BTRIPP (btripp) wrote,

What we are becoming ...

I got this book via the “Early Reviewers” program, and like most (if not all) of the books featured there, it was a bit of a “pig in a poke”, as the information one is provided to make one's request decisions is typically a scant few sentences about each featured book. Fortunately, Michael Bess' Our Grandchildren Redesigned: Life in the Bioengineered Society of the Near Future is pretty good … a bit “more than I really wanted to know” on the topic, but certainly interesting and informative. I have some friends who are very into the thought of “posthuman” existence (especially into living forever), and this book would be ideal for them … for everybody else, well, it might be a bit speculative. However, in this case, the speculation is backed up by a metric s-load of research … the book itself is only 216 pages, which is followed with another 70 (one-third more) pages of bibliography and notes (and in this case you have to follow along in the end notes, as there are frequent major chunks of text back there supporting arguments or adding context for things in main part).

The book is structured in four sections, “Humans Redesigned”, “Justice”, “Identity”, and “Choices”. With four to six chapters each, looking at specific topics. Part of me wants to rattle these off, but there are a LOT of them. One of the admirable elements to the book is how it's integrated with a companion web site. Now, I've had bad luck with companion sites in the past (they have a bad habit of being neglected, if not ending up 404'd), but this one looks like it's a very well designed web site (well, with the glaring exception that the “Dialog Page”, featuring what would no doubt be a fascinating forum for the various topics, is empty, and requiring one to be “logged in” - despite what appears to be the fact that one can neither register to log in, nor log in if one were registered – to start a discussion), which notably features 16 appendices of follow-up information for various parts of the book, plus “update” sections, featuring recent articles in the Science/Technology area (the first section of the book, featuring Artificial Intelligence, Bioelectronics, Genetics, Nanotechnology, Pharmaceuticals, Robotics, and Synthetic Biology) as well as the Social/Cultural arena (the three other sections, Choices, Identity, Justice).
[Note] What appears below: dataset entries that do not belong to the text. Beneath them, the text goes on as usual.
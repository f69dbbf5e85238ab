// SPDX-FileCopyrightText: 2025 Caspar Water Company
//
// SPDX-License-Identifier: Apache-2.0

//! The two dashboard operations: run a catalog query, apply a filter.

use diagnostics::*;

use crate::catalog;
use crate::error::{NeoError, Result};
use crate::filter::{self, FilterQuery};
use crate::model::FilterState;
use crate::store::{QueryStore, Table};

pub struct Dashboard<S: QueryStore> {
    store: S,
}

impl<S: QueryStore> Dashboard<S> {
    pub fn new(store: S) -> Self {
        Self { store }
    }

    pub fn store(&self) -> &S {
        &self.store
    }

    /// Run the catalog entry with this exact label. Nothing is cached, so
    /// every call is a fresh round trip.
    pub fn execute(&self, label: &str) -> Result<Table> {
        let entry = catalog::lookup(label).ok_or_else(|| {
            log_error!("Unknown catalog label {label}", label: label);
            NeoError::query_not_found(label)
        })?;

        let table = self.store.query(entry.sql, &[])?;
        let rows = table.num_rows();
        log_info!("Catalog query {label} returned {rows} rows", label: label, rows: rows);
        Ok(table)
    }

    /// Build the filter query for `state` and run it.
    pub fn apply(&self, state: &FilterState) -> Result<Table> {
        let FilterQuery { sql, params } = filter::build(state);
        let table = self.store.query(&sql, &params)?;

        let rows = table.num_rows();
        let hazard = state.hazard.to_string();
        let dated = state.date_range.is_some();
        log_info!("Filter (hazard {hazard}, dated {dated}) matched {rows} rows",
                  hazard: hazard, dated: dated, rows: rows);
        Ok(table)
    }
}
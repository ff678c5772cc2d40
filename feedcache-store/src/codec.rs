//! Record codec: domain feed <-> persisted record value.
//!
//! # Value Format
//!
//! A cache record is stored as `[timestamp: 8 bytes LE millis][json body]`,
//! where the body is the JSON array of stored images. Primitive fields
//! (id, url) are persisted as strings and validated on the way back out:
//! a single malformed item fails the whole decode. The codec never drops
//! a bad item silently.

use chrono::DateTime;
use feedcache_core::{BackendError, DecodeError, FeedImage, Timestamp};
use serde::{Deserialize, Serialize};
use url::Url;
use uuid::Uuid;

/// Number of bytes reserved for the timestamp header.
const TIMESTAMP_LEN: usize = 8;

/// Persisted shape of one feed image. Field-level validation happens on
/// decode, not here.
#[derive(Debug, Clone, Serialize, Deserialize)]
struct StoredImage {
    id: String,
    description: Option<String>,
    location: Option<String>,
    url: String,
}

impl From<&FeedImage> for StoredImage {
    fn from(image: &FeedImage) -> Self {
        Self {
            id: image.id.to_string(),
            description: image.description.clone(),
            location: image.location.clone(),
            url: image.url.to_string(),
        }
    }
}

impl TryFrom<StoredImage> for FeedImage {
    type Error = DecodeError;

    fn try_from(stored: StoredImage) -> Result<Self, DecodeError> {
        let id = Uuid::parse_str(&stored.id).map_err(|_| DecodeError::MalformedField {
            field: "id".into(),
            value: stored.id.clone(),
        })?;
        let url = Url::parse(&stored.url).map_err(|_| DecodeError::MalformedField {
            field: "url".into(),
            value: stored.url.clone(),
        })?;
        Ok(FeedImage {
            id,
            description: stored.description,
            location: stored.location,
            url,
        })
    }
}

/// Encode a feed and its timestamp into the persisted record value.
///
/// The domain model is well-formed by construction, so this is total in
/// practice; the serde error path is mapped to a commit failure because
/// nothing has been written when it fires.
pub fn encode(feed: &[FeedImage], timestamp: Timestamp) -> Result<Vec<u8>, BackendError> {
    let stored: Vec<StoredImage> = feed.iter().map(StoredImage::from).collect();
    let body = serde_json::to_vec(&stored).map_err(|e| BackendError::Commit {
        reason: format!("feed serialization failed: {e}"),
    })?;

    let mut value = Vec::with_capacity(TIMESTAMP_LEN + body.len());
    value.extend_from_slice(&timestamp.timestamp_millis().to_le_bytes());
    value.extend_from_slice(&body);
    Ok(value)
}

/// Decode a persisted record value back into the domain feed.
///
/// All-or-nothing: one malformed item invalidates the whole record.
pub fn decode(value: &[u8]) -> Result<(Vec<FeedImage>, Timestamp), DecodeError> {
    if value.len() < TIMESTAMP_LEN {
        return Err(DecodeError::UnreadableRecord {
            reason: format!("record is {} bytes, shorter than the timestamp header", value.len()),
        });
    }

    let mut millis_bytes = [0u8; TIMESTAMP_LEN];
    millis_bytes.copy_from_slice(&value[..TIMESTAMP_LEN]);
    let millis = i64::from_le_bytes(millis_bytes);
    let timestamp =
        DateTime::from_timestamp_millis(millis).ok_or_else(|| DecodeError::UnreadableRecord {
            reason: format!("timestamp {millis} is out of range"),
        })?;

    let stored: Vec<StoredImage> =
        serde_json::from_slice(&value[TIMESTAMP_LEN..]).map_err(|e| {
            DecodeError::UnreadableRecord {
                reason: e.to_string(),
            }
        })?;

    let feed = stored
        .into_iter()
        .map(FeedImage::try_from)
        .collect::<Result<Vec<_>, _>>()?;

    Ok((feed, timestamp))
}
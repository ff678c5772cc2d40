//! Serialized operation executor.
//!
//! One dedicated worker thread per store instance drains a FIFO queue of
//! operations. That single drain is what gives the store its ordering
//! contract: operations submitted by any number of concurrent callers run
//! strictly one at a time, in submission order, and operation N+1 does not
//! start until N's backing-engine transaction has fully finished.
//!
//! The worker owns the backing handle exclusively. It is opened lazily on
//! the first operation that needs it and cached on success; if opening
//! fails, that operation completes with the open error and the next one
//! attempts the open again. The executor is agnostic to what an operation
//! does - it only runs it and delivers the result, exactly once, over a
//! oneshot channel.

use std::sync::mpsc;
use std::thread;

use tokio::sync::oneshot;
use tracing::debug;

use feedcache_core::{BackendError, StoreError, StoreResult};

/// A queued operation. Receives the opened backend handle, or the open
/// error when the handle could not be produced.
type Job<B> = Box<dyn FnOnce(Result<&mut B, BackendError>) + Send>;

/// FIFO executor owning a backend handle on a dedicated worker thread.
pub struct SerialExecutor<B> {
    sender: Option<mpsc::Sender<Job<B>>>,
    worker: Option<thread::JoinHandle<()>>,
}

impl<B: 'static> SerialExecutor<B> {
    /// Spawn the worker. `open` runs on the worker thread, so the backend
    /// type itself never has to cross threads.
    pub fn spawn<F>(open: F) -> Self
    where
        F: FnMut() -> Result<B, BackendError> + Send + 'static,
    {
        let (sender, receiver) = mpsc::channel::<Job<B>>();
        let worker = thread::spawn(move || run_worker(receiver, open));
        Self {
            sender: Some(sender),
            worker: Some(worker),
        }
    }

    /// Submit an operation and await its result.
    ///
    /// The calling task is never blocked by the backing-engine work; it
    /// only awaits the completion. Every submission completes exactly
    /// once, whatever the operation's outcome.
    pub async fn submit<T, F>(&self, op: F) -> StoreResult<T>
    where
        F: FnOnce(&mut B) -> StoreResult<T> + Send + 'static,
        T: Send + 'static,
    {
        let (tx, rx) = oneshot::channel();
        let job: Job<B> = Box::new(move |backend| {
            let outcome = match backend {
                Ok(backend) => op(backend),
                Err(e) => Err(StoreError::Backend(e)),
            };
            // The caller may have stopped waiting; that is their choice.
            let _ = tx.send(outcome);
        });

        let sender = self.sender.as_ref().ok_or_else(worker_gone)?;
        sender.send(job).map_err(|_| worker_gone())?;
        rx.await.map_err(|_| worker_gone())?
    }
}

impl<B> Drop for SerialExecutor<B> {
    /// Close the queue and wait for already-submitted operations to
    /// finish, so the backend handle is released deterministically.
    fn drop(&mut self) {
        self.sender.take();
        if let Some(worker) = self.worker.take() {
            let _ = worker.join();
        }
    }
}

fn run_worker<B, F>(receiver: mpsc::Receiver<Job<B>>, mut open: F)
where
    F: FnMut() -> Result<B, BackendError>,
{
    let mut handle: Option<B> = None;
    while let Ok(job) = receiver.recv() {
        match ensure_open(&mut handle, &mut open) {
            Ok(backend) => job(Ok(backend)),
            Err(e) => job(Err(e)),
        }
    }
    debug!("store worker queue closed, draining finished");
}

fn ensure_open<'a, B>(
    handle: &'a mut Option<B>,
    open: &mut impl FnMut() -> Result<B, BackendError>,
) -> Result<&'a mut B, BackendError> {
    let backend = match handle.take() {
        Some(backend) => backend,
        None => open()?,
    };
    Ok(handle.insert(backend))
}

fn worker_gone() -> StoreError {
    StoreError::Backend(BackendError::Open {
        reason: "store worker is no longer running".into(),
    })
}
//! feedcache core - Domain Types
//!
//! Pure data structures with no behavior. The store crate depends on this.
//! This crate contains ONLY data types and the error taxonomy - no
//! persistence logic.

use chrono::{DateTime, Utc};
use url::Url;
use uuid::Uuid;

pub mod error;

pub use error::{BackendError, DecodeError, StoreError, StoreResult};

// ============================================================================
// IDENTITY TYPES
// ============================================================================

/// Timestamp type using UTC timezone.
///
/// Persisted with millisecond precision; sub-millisecond detail does not
/// survive a round trip through the store.
pub type Timestamp = DateTime<Utc>;

/// Generate a new random image id.
pub fn new_image_id() -> Uuid {
    Uuid::new_v4()
}

// ============================================================================
// FEED MODEL
// ============================================================================

/// A single image entry of a cached feed.
///
/// `id` and `url` are always well-formed by construction; the optional
/// fields may be absent. Instances are immutable once built - the store
/// only ever replaces whole feeds, never individual fields.
#[derive(Debug, Clone, PartialEq, Eq)]
pub struct FeedImage {
    /// Unique identifier of the image.
    pub id: Uuid,
    /// Optional human-readable description.
    pub description: Option<String>,
    /// Optional location caption.
    pub location: Option<String>,
    /// Where the image bytes live.
    pub url: Url,
}

impl FeedImage {
    /// Create a new feed image.
    pub fn new(
        id: Uuid,
        description: Option<String>,
        location: Option<String>,
        url: Url,
    ) -> Self {
        Self {
            id,
            description,
            location,
            url,
        }
    }
}

/// Outcome of a retrieve operation.
///
/// Absence of a cached feed is a normal outcome, never an error; failures
/// (unreadable backing store, malformed stored record) travel separately
/// as [`StoreError`].
#[derive(Debug, Clone, PartialEq, Eq)]
pub enum CachedFeed {
    /// Nothing has been inserted for this cache slot.
    Empty,
    /// A feed was found; `feed` preserves insertion order exactly.
    Found {
        feed: Vec<FeedImage>,
        timestamp: Timestamp,
    },
}

#[cfg(test)]
mod tests {
    use super::*;

    #[test]
    fn test_feed_image_construction() {
        let id = new_image_id();
        let url = Url::parse("https://example.com/image.png").expect("valid url");
        let image = FeedImage::new(id, Some("desc".into()), None, url.clone());

        assert_eq!(image.id, id);
        assert_eq!(image.description.as_deref(), Some("desc"));
        assert_eq!(image.location, None);
        assert_eq!(image.url, url);
    }
}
This is at the unwieldy, albeit unmistakable

One of the interesting format elements here is that most chapters start with a “brief fictional vignette” which, while (naturally enough) somewhat sci-fi, allow the author to paint a rather vibrant picture of how some of these enhancements/developments might play out. There was one snippet of one of these that I found particularly engaging – part of a story about a sort of rescue shelter for bio-engineered “mistakes”, this being an encounter with a orangutan which had been engineered with “twenty percent human cognition-related genes”:
      She led him towards a side door. “There's one more guy I'd like you to meet before lunch. Over in that small red barn over there. His name's Jeremy.
      He followed her into the barn. Same musky smell, only more pungent. A dappled light coming through the skylight. Steel bars, the whole place a cage. A thatched hut over in the far corner of the cage, woven from sheaves of grass and leaves.
      “Jeremy,” she called out, “You have a visitor.”
      David peered into the darkness, his eyes adjusting. A holo screen on the wall lit up. Letters began appearing, forming words.
      GO WAY.
      David looked at her, but she ignored him.
      “Come on, Jeremy. Just a few minutes so you can meet your new friend David.
      He noticed she was speaking more slowly and clearly than usual.
      Silence. Then letters.
      “No, you're not. You're just being unfriendly.”
      THRO POOP.
      “You better not! If you want dinner today.”
      Rustling, the grass parted, and he came out. An orangutan. About one-and-a-half meters tall, a huge round face, round brown eyes. He stood leaning forward, holding a large wireless keyboard in his left hand.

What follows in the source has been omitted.